Stein Collectors International, Inc.

~ The Purity Law ~

by Kurt Sommerich,
SCI Master Steinologist, Nurnberg native, and humorist
(from Prosit, December 1981)

Relax, dear Reader, this is just a vignette about beer. The raison d'etre for beer steins is, of course, beer. So let's talk a little about our favorite beverage. We shall set back the time clock a mere than 465 years and fly to Ingolstadt. {Ed. note: Of course, by the year 2000 this has increased to 484 years.]

The Bavarian city of Ingolstadt is located about halfway between Nuremberg and Munich. We find it right on the "Bierstrasse" on the banks of the beautiful blue (?) Danube.

Duke William IV is the ruler of all Bavaria. Today. on April 23, 1516, he is in a determined mood. He has just signed a decree in Ingolstadt which will benefit all sons and daughters of his domain: For some time his loyal subjects have been complaining about the poor quality of many of the local brews. Foaming with rage, they claimed that most beer tasted as if it had been drunk before. One cannot do this to Bavarians! The monumental challenge of finding good beer is very close to their hearts (and stomachs). So you can see that thing were fermenting in Bavaria and trouble was brewing throughout the land.

In fact, only 18 months later, on October 31, 1517, other event would come to a head, which next to the beer question would permanently stir up the composition of the Western World. But back to Duke William IV and beer.

Das Reinheitsgebote, or Purity Law, of 1516
The Duke's decree of 1516 is known as the Purity Law and governs the brewing of beer.

The basic ingredients are limited to barley-malt (wheat-malt for pale beers), hops, yeast and water. Additional chemicals, whether "natural" or "artificial", are an absolute no-no. This law was to be rigorously obeyed. Violators were subject to severe penalties! (There seems to be a question about the "legality" of adding yeast: The Saarbruecker Zeitung recently reported the list of ingredients as noted above; however, a German brewmaster, Joachim Kortuem, who is also an SCI member and a member of the "Happy Steinhunters of Wisconsin", says that yeast was definitely not used as a brewing ingredient at the time of the German Reinheitsgebotes (Purity Law). So for the time being you have your choice: Yeast or no yeast. But we shall research the question further.)

The Weimar Republic took over the Purity Law lock, stock and - barrel. Indeed, the Free State of Bavaria had made it clear that they would join the Weimar Republic as a member state only if the Purity Law were retained. This proves without a doubt that even in the field of high statesmanship the brew-orities have the pri-orities.

As a result of the Purity Law, Bavarian beer enjoyed immense popularity, even beyond the borders of Bavaria. Eventually other German states also adopted the Purity Law, so that by 1906 this law became uniformly accepted throughout the whole German Empire.
German brewers are very proud of the excellent reputation of their product.

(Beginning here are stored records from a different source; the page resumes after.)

#![allow(dead_code)]

use std::collections::{HashMap, VecDeque};
use std::sync::atomic::{AtomicBool, AtomicUsize, Ordering};
use std::sync::{Arc, Mutex, MutexGuard};

use async_trait::async_trait;
use bollard::container::{Config, LogOutput};
use bollard::models::{
    ContainerConfig, ContainerInspectResponse, ContainerState, ContainerSummary, ImageInspect,
    ImageSummary,
};
use bytes::Bytes;
use futures::channel::mpsc as feed;
use futures::stream::{self, StreamExt};

use dockmate::connection::{Connection, ConnectionDescriptor, Transport};
use dockmate::container_management::{
    AttachStreams, ClientFactory, CommitOptions, ConnectionInfo, DockerApi, ImageSearchResult,
    LogChunks, LogOptions, ProgressMessage, ProgressStream,
};
use dockmate::{ConnectionStorage, DockerError, Result, Settings};

pub type LogFeed = feed::UnboundedSender<Result<LogOutput>>;

#[derive(Default)]
pub struct MockState {
    pub containers: Vec<ContainerSummary>,
    pub images: Vec<ImageSummary>,
    pub inspect: HashMap<String, ContainerInspectResponse>,
    pub list_container_calls: usize,
    pub list_image_calls: usize,
    pub fail_list_containers: bool,
    pub fail_list_images: bool,
    pub created: Vec<Option<String>>,
    pub started: Vec<String>,
    pub stopped: Vec<String>,
    pub killed: Vec<String>,
    pub paused: Vec<String>,
    pub unpaused: Vec<String>,
    pub removed: Vec<String>,
    pub committed: Vec<(CommitOptions, ContainerConfig)>,
    pub tagged: Vec<(String, String, String)>,
    pub removed_images: Vec<(String, bool)>,
    pub wait_code: i64,
    pub log_feeds: VecDeque<feed::UnboundedReceiver<Result<LogOutput>>>,
    pub log_calls: Vec<(String, LogOptions)>,
    pub always_time_out: bool,
    pub attach_sessions: VecDeque<AttachStreams>,
    pub build_messages: Vec<ProgressMessage>,
    pub build_contexts: Vec<usize>,
    pub pull_messages: Vec<ProgressMessage>,
}

/// In-memory daemon recording every call made through `DockerApi`.
#[derive(Default)]
pub struct MockDocker {
    state: Mutex<MockState>,
}

impl MockDocker {
    pub fn new() -> Arc<Self> {
        Arc::new(Self::default())
    }

    pub fn state(&self) -> MutexGuard<'_, MockState> {
        self.state.lock().unwrap()
    }

    pub fn add_container(&self, id: &str, name: &str, status: &str, running: bool, tty: bool) {
        let mut state = self.state();
        state.containers.push(summary(id, name, status));
        state.inspect.insert(id.to_string(), inspect(id, name, running, tty));
    }

    pub fn add_image(&self, id: &str, parent: &str, tags: &[&str]) {
        self.state().images.push(image(id, parent, tags));
    }

    /// The next `logs` call streams whatever is sent on the returned feed.
    pub fn feed_logs(&self) -> LogFeed {
        let (tx, rx) = feed::unbounded();
        self.state().log_feeds.push_back(rx);
        tx
    }
}

pub fn summary(id: &str, name: &str, status: &str) -> ContainerSummary {
    ContainerSummary {
        id: Some(id.to_string()),
        names: Some(vec![format!("/{}", name)]),
        image: Some("busybox:latest".to_string()),
        status: Some(status.to_string()),
        state: Some("running".to_string()),
        created: Some(1_600_000_000),
        ..Default::default()
    }
}

pub fn image(id: &str, parent: &str, tags: &[&str]) -> ImageSummary {
    ImageSummary {
        id: id.to_string(),
        parent_id: parent.to_string(),
        repo_tags: tags.iter().map(|t| t.to_string()).collect(),
        created: 1_600_000_000,
        size: 1024,
        virtual_size: 1024,
        ..Default::default()
    }
}

pub fn inspect(id: &str, name: &str, running: bool, tty: bool) -> ContainerInspectResponse {
    ContainerInspectResponse {
        id: Some(id.to_string()),
        name: Some(format!("/{}", name)),
        state: Some(ContainerState {
            running: Some(running),
            ..Default::default()
        }),
        config: Some(ContainerConfig {
            image: Some("busybox:latest".to_string()),
            tty: Some(tty),
            ..Default::default()
        }),
        ..Default::default()
    }
}

pub fn stdout(text: &str) -> Result<LogOutput> {
    Ok(LogOutput::StdOut {
        message: Bytes::from(text.to_string()),
    })
}

pub fn console(bytes: &[u8]) -> Result<LogOutput> {
    Ok(LogOutput::Console {
        message: Bytes::copy_from_slice(bytes),
    })
}

pub fn status(text: &str) -> ProgressMessage {
    ProgressMessage {
        stream: Some(text.to_string()),
        ..Default::default()
    }
}

#[async_trait]
impl DockerApi for MockDocker {
    async fn ping(&self) -> Result<()> {
        Ok(())
    }

    async fn info(&self) -> Result<ConnectionInfo> {
        let state = self.state();
        Ok(ConnectionInfo {
            containers: state.containers.len() as i64,
            images: state.images.len() as i64,
            server_version: Some("24.0.0".to_string()),
            ..Default::default()
        })
    }

    async fn list_containers(&self) -> Result<Vec<ContainerSummary>> {
        let mut state = self.state();
        state.list_container_calls += 1;
        if state.fail_list_containers {
            return Err(DockerError::daemon("daemon unavailable"));
        }
        Ok(state.containers.clone())
    }

    async fn inspect_container(&self, id: &str) -> Result<ContainerInspectResponse> {
        self.state()
            .inspect
            .get(id)
            .cloned()
            .ok_or_else(|| DockerError::ContainerNotFound(id.to_string()))
    }

    async fn create_container(&self, _config: Config<String>, name: Option<&str>) -> Result<String> {
        let mut state = self.state();
        state.created.push(name.map(str::to_string));
        let id = format!("created{}", state.created.len());
        state.containers.push(summary(&id, name.unwrap_or("random_name"), "Created"));
        Ok(id)
    }

    async fn start_container(&self, id: &str) -> Result<()> {
        self.state().started.push(id.to_string());
        Ok(())
    }

    async fn stop_container(&self, id: &str, _timeout_secs: i64) -> Result<()> {
        self.state().stopped.push(id.to_string());
        Ok(())
    }

    async fn kill_container(&self, id: &str) -> Result<()> {
        self.state().killed.push(id.to_string());
        Ok(())
    }

    async fn pause_container(&self, id: &str) -> Result<()> {
        self.state().paused.push(id.to_string());
        Ok(())
    }

    async fn unpause_container(&self, id: &str) -> Result<()> {
        self.state().unpaused.push(id.to_string());
        Ok(())
    }

    async fn remove_container(&self, id: &str) -> Result<()> {
        let mut state = self.state();
        state.removed.push(id.to_string());
        state.containers.retain(|c| c.id.as_deref() != Some(id));
        Ok(())
    }

    async fn commit_container(&self, options: CommitOptions, config: ContainerConfig) -> Result<String> {
        self.state().committed.push((options, config));
        Ok("sha256:committed".to_string())
    }

    async fn wait_container(&self, _id: &str) -> Result<i64> {
        Ok(self.state().wait_code)
    }

    fn logs(&self, id: &str, options: LogOptions) -> LogChunks {
        let mut state = self.state();
        state.log_calls.push((id.to_string(), options));
        if let Some(rx) = state.log_feeds.pop_front() {
            return rx.boxed();
        }
        if state.always_time_out {
            return stream::iter(vec![Err(DockerError::Timeout)]).boxed();
        }
        stream::empty().boxed()
    }

    async fn attach_container(&self, id: &str) -> Result<AttachStreams> {
        self.state()
            .attach_sessions
            .pop_front()
            .ok_or_else(|| DockerError::ContainerNotFound(id.to_string()))
    }

    async fn list_images(&self) -> Result<Vec<ImageSummary>> {
        let mut state = self.state();
        state.list_image_calls += 1;
        if state.fail_list_images {
            return Err(DockerError::daemon("daemon unavailable"));
        }
        Ok(state.images.clone())
    }

    async fn inspect_image(&self, id: &str) -> Result<ImageInspect> {
        let state = self.state();
        match state.images.iter().find(|i| i.id == id) {
            Some(image) => Ok(ImageInspect {
                id: Some(image.id.clone()),
                repo_tags: Some(image.repo_tags.clone()),
                ..Default::default()
            }),
            None => Err(DockerError::daemon(format!("No such image: {}", id))),
        }
    }

    async fn search_images(&self, term: &str) -> Result<Vec<ImageSearchResult>> {
        Ok(vec![ImageSearchResult {
            name: term.to_string(),
            description: "mock".to_string(),
            official: true,
            automated: false,
            stars: 1,
        }])
    }

    fn pull_image(&self, _image: &str) -> ProgressStream {
        let messages = self.state().pull_messages.clone();
        stream::iter(messages.into_iter().map(Ok)).boxed()
    }

    fn push_image(&self, _image: &str) -> ProgressStream {
        stream::empty().boxed()
    }

    async fn tag_image(&self, image: &str, repo: &str, tag: &str) -> Result<()> {
        let mut state = self.state();
        state
            .tagged
            .push((image.to_string(), repo.to_string(), tag.to_string()));
        let reference = format!("{}:{}", repo, tag);
        if let Some(raw) = state.images.iter_mut().find(|i| i.id == image) {
            raw.repo_tags.push(reference);
        }
        Ok(())
    }

    async fn remove_image(&self, image: &str, force: bool) -> Result<()> {
        self.state().removed_images.push((image.to_string(), force));
        Ok(())
    }

    fn build_image(&self, context: Vec<u8>, _name: Option<&str>) -> ProgressStream {
        let mut state = self.state();
        state.build_contexts.push(context.len());
        let messages = state.build_messages.clone();
        stream::iter(messages.into_iter().map(Ok)).boxed()
    }
}

pub struct MockFactory {
    pub client: Arc<MockDocker>,
    pub fail_hosts: Mutex<Vec<String>>,
    pub connects: AtomicUsize,
}

impl MockFactory {
    pub fn new(client: Arc<MockDocker>) -> Arc<Self> {
        Arc::new(Self {
            client,
            fail_hosts: Mutex::new(Vec::new()),
            connects: AtomicUsize::new(0),
        })
    }

    pub fn fail_for(&self, uri: &str) {
        self.fail_hosts.lock().unwrap().push(uri.to_string());
    }

    pub fn connects(&self) -> usize {
        self.connects.load(Ordering::SeqCst)
    }
}

#[async_trait]
impl ClientFactory for MockFactory {
    async fn connect(&self, transport: &Transport) -> Result<Arc<dyn DockerApi>> {
        self.connects.fetch_add(1, Ordering::SeqCst);
        if self
            .fail_hosts
            .lock()
            .unwrap()
            .iter()
            .any(|h| h == transport.uri())
        {
            return Err(DockerError::daemon("certificate rejected"));
        }
        Ok(self.client.clone())
    }
}

#[derive(Default)]
pub struct MemoryStorage {
    pub saved: Mutex<Vec<ConnectionDescriptor>>,
    pub saves: AtomicUsize,
    pub fail_saves: AtomicBool,
}

impl MemoryStorage {
    pub fn with(descriptors: Vec<ConnectionDescriptor>) -> Arc<Self> {
        Arc::new(Self {
            saved: Mutex::new(descriptors),
            saves: AtomicUsize::new(0),
            fail_saves: AtomicBool::new(false),
        })
    }

    pub fn names(&self) -> Vec<String> {
        self.saved.lock().unwrap().iter().map(|d| d.name.clone()).collect()
    }
}

#[async_trait]
impl ConnectionStorage for MemoryStorage {
    async fn load(&self) -> Result<Vec<ConnectionDescriptor>> {
        Ok(self.saved.lock().unwrap().clone())
    }

    async fn save(&self, connections: &[ConnectionDescriptor]) -> Result<()> {
        self.saves.fetch_add(1, Ordering::SeqCst);
        if self.fail_saves.load(Ordering::SeqCst) {
            return Err(DockerError::Storage("disk full".to_string()));
        }
        *self.saved.lock().unwrap() = connections.to_vec();
        Ok(())
    }
}

/// Settings with short delays so workers react quickly.
pub fn fast_settings() -> Arc<Settings> {
    Arc::new(Settings {
        log_initial_delay_ms: 0,
        log_poll_delay_ms: 10,
        stop_poll_interval_ms: 10,
        ..Settings::default()
    })
}

pub async fn open_connection(client: Arc<MockDocker>) -> Connection {
    open_connection_with(client, fast_settings()).await
}

pub async fn open_connection_with(client: Arc<MockDocker>, settings: Arc<Settings>) -> Connection {
    let connection = dockmate::ConnectionBuilder::new("mock", settings, MockFactory::new(client))
        .unix_socket("/var/run/docker.sock")
        .build()
        .unwrap();
    connection.open().await.unwrap();
    connection
}

/// Polls `check` until it holds or a second has passed.
pub async fn eventually<F, Fut>(mut check: F) -> bool
where
    F: FnMut() -> Fut,
    Fut: std::future::Future<Output = bool>,
{
    for _ in 0..100 {
        if check().await {
            return true;
        }
        tokio::time::sleep(std::time::Duration::from_millis(10)).await;
    }
    false
}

They vigorously oppose any efforts on the part of non-German brewers to have them lower their standards in the interests of European coordination.

And just a smattering of statistics: While Germany trails the United States in annual beer production, they did produce 92.7 million hectoliters in 1976, against the U.S.'s 179.6 hectoliters. But no German brewery was represented in the "Top Ten" largest brewers in the world (Anheuser-Busch led all the rest). On the other hand, the German drinker still outdrinks everyone else with a cool per-capita consumption of 147 liters of beer per year for every citizen of West Germany! The USA comes in 13th with only 82 liters per year per person.

[Ed. note: In "The New World Guide to Beer", 1988, Michael Jackson reports that US production of beer had grown to a whopping 230.5 hectoliters, about 23 percent of total world production, while the second-place West German total barely budged to 94.1 hectoliters.]

Let us hope that Purity will triumph all over the World.